▶ [Your instructions]: First find the line with "if nip05.as_deref().is_some_and(|n| n.contains(&needle))" in the entries below, then set down exactly every line through the line with "Vec<CandidateProfile>, query: &str)", that line included.

*** Opening Materials provided ***

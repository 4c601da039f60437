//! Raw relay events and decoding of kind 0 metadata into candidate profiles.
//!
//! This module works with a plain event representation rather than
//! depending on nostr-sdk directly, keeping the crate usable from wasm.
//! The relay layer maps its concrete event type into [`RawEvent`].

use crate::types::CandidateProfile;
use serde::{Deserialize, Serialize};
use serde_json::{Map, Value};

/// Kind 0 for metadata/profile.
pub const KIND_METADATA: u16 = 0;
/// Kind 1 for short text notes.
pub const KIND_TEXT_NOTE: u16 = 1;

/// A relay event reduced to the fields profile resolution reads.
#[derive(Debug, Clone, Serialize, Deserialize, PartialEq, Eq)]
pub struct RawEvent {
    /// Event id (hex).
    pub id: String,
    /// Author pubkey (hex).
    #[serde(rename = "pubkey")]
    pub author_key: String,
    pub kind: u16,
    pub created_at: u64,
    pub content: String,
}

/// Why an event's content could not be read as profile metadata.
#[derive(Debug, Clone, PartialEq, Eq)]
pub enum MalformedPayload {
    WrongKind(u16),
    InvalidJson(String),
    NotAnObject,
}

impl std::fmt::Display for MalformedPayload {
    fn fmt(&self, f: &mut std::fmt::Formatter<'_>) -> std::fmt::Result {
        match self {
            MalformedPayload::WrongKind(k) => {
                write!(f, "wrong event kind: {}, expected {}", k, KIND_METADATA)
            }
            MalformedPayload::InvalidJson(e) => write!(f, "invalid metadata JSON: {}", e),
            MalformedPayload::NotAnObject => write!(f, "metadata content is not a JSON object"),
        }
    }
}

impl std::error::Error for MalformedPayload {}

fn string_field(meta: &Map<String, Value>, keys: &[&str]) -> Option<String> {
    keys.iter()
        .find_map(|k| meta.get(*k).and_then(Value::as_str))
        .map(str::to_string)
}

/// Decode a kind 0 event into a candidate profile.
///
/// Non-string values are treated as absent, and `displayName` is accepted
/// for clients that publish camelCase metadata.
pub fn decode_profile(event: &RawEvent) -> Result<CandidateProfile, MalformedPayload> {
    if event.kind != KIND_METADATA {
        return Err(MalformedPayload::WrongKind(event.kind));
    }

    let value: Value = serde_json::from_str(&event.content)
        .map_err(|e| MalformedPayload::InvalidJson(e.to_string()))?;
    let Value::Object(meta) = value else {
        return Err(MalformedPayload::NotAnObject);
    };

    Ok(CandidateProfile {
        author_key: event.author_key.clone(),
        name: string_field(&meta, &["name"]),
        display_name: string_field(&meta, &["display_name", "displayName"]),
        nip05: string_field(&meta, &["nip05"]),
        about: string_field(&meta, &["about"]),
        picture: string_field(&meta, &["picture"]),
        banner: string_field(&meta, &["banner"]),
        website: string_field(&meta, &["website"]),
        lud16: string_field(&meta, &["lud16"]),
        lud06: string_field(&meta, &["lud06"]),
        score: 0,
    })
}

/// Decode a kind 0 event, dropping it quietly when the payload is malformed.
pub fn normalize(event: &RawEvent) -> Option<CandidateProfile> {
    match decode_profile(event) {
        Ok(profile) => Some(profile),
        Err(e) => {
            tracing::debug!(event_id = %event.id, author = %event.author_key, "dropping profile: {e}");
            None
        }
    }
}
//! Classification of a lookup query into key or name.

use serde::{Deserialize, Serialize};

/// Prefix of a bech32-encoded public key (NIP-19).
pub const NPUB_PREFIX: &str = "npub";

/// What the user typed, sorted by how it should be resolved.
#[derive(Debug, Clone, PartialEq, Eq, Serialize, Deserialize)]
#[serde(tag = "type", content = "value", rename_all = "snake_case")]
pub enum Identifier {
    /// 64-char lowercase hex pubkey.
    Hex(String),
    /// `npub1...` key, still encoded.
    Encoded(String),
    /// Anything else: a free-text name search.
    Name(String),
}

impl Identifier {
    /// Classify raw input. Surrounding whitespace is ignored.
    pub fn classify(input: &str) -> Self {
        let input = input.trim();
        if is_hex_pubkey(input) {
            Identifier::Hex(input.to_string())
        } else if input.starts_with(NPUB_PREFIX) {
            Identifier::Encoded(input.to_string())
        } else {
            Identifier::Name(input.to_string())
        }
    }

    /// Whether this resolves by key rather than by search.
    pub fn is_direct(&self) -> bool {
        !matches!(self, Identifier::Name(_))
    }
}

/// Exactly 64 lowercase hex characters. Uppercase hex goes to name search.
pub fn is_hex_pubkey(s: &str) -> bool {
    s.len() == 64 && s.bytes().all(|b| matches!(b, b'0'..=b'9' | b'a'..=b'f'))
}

*** Closing Materials provided ***
*** Opening Materials provided ***

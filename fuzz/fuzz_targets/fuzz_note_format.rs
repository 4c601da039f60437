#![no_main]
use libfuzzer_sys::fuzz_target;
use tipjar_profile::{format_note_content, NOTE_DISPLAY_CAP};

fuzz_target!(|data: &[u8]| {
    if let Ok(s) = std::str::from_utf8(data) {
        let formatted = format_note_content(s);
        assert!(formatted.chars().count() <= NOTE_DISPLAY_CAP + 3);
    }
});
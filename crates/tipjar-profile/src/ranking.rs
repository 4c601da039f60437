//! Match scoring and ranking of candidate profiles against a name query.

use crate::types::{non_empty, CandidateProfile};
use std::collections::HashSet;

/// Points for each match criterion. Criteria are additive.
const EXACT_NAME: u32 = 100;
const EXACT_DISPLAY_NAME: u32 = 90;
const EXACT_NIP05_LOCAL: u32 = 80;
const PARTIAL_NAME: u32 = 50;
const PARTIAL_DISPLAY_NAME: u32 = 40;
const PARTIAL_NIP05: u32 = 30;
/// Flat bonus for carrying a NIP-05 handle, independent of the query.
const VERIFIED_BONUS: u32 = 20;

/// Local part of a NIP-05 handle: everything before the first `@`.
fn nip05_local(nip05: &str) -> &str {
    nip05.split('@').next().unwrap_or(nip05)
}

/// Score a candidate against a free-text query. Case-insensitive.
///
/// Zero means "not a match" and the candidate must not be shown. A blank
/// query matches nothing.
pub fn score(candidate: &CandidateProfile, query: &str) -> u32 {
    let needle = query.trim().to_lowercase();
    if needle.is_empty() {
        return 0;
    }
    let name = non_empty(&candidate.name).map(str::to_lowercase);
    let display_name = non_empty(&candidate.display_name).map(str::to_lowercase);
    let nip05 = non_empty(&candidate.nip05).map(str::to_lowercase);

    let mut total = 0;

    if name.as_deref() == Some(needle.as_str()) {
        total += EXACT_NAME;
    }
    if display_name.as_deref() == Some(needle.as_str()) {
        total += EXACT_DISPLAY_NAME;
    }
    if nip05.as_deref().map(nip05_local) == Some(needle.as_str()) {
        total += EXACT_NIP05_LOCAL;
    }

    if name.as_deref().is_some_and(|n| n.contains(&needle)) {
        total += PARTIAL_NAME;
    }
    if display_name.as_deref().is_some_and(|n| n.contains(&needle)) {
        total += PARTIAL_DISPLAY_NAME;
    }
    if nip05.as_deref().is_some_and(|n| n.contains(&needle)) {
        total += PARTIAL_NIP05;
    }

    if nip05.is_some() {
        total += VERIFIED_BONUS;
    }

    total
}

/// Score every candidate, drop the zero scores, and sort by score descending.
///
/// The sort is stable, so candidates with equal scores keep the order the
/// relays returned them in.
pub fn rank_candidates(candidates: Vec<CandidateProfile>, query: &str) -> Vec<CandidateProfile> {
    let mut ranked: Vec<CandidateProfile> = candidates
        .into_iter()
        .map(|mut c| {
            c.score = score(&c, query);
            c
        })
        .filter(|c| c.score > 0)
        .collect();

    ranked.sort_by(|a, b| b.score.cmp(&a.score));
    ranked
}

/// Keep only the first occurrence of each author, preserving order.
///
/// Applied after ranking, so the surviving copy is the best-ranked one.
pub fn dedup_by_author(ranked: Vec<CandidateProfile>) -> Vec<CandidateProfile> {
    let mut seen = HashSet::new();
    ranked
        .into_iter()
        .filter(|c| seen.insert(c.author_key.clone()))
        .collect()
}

*** Closing Materials provided ***

▶ [Problem solution]:
    if nip05.as_deref().is_some_and(|n| n.contains(&needle)) {
        total += PARTIAL_NIP05;
    }

    if nip05.is_some() {
        total += VERIFIED_BONUS;
    }

    total
}

/// Score every candidate, drop the zero scores, and sort by score descending.
///
/// The sort is stable, so candidates with equal scores keep the order the
/// relays returned them in.
pub fn rank_candidates(candidates: Vec<CandidateProfile>, query: &str) -> Vec<CandidateProfile> {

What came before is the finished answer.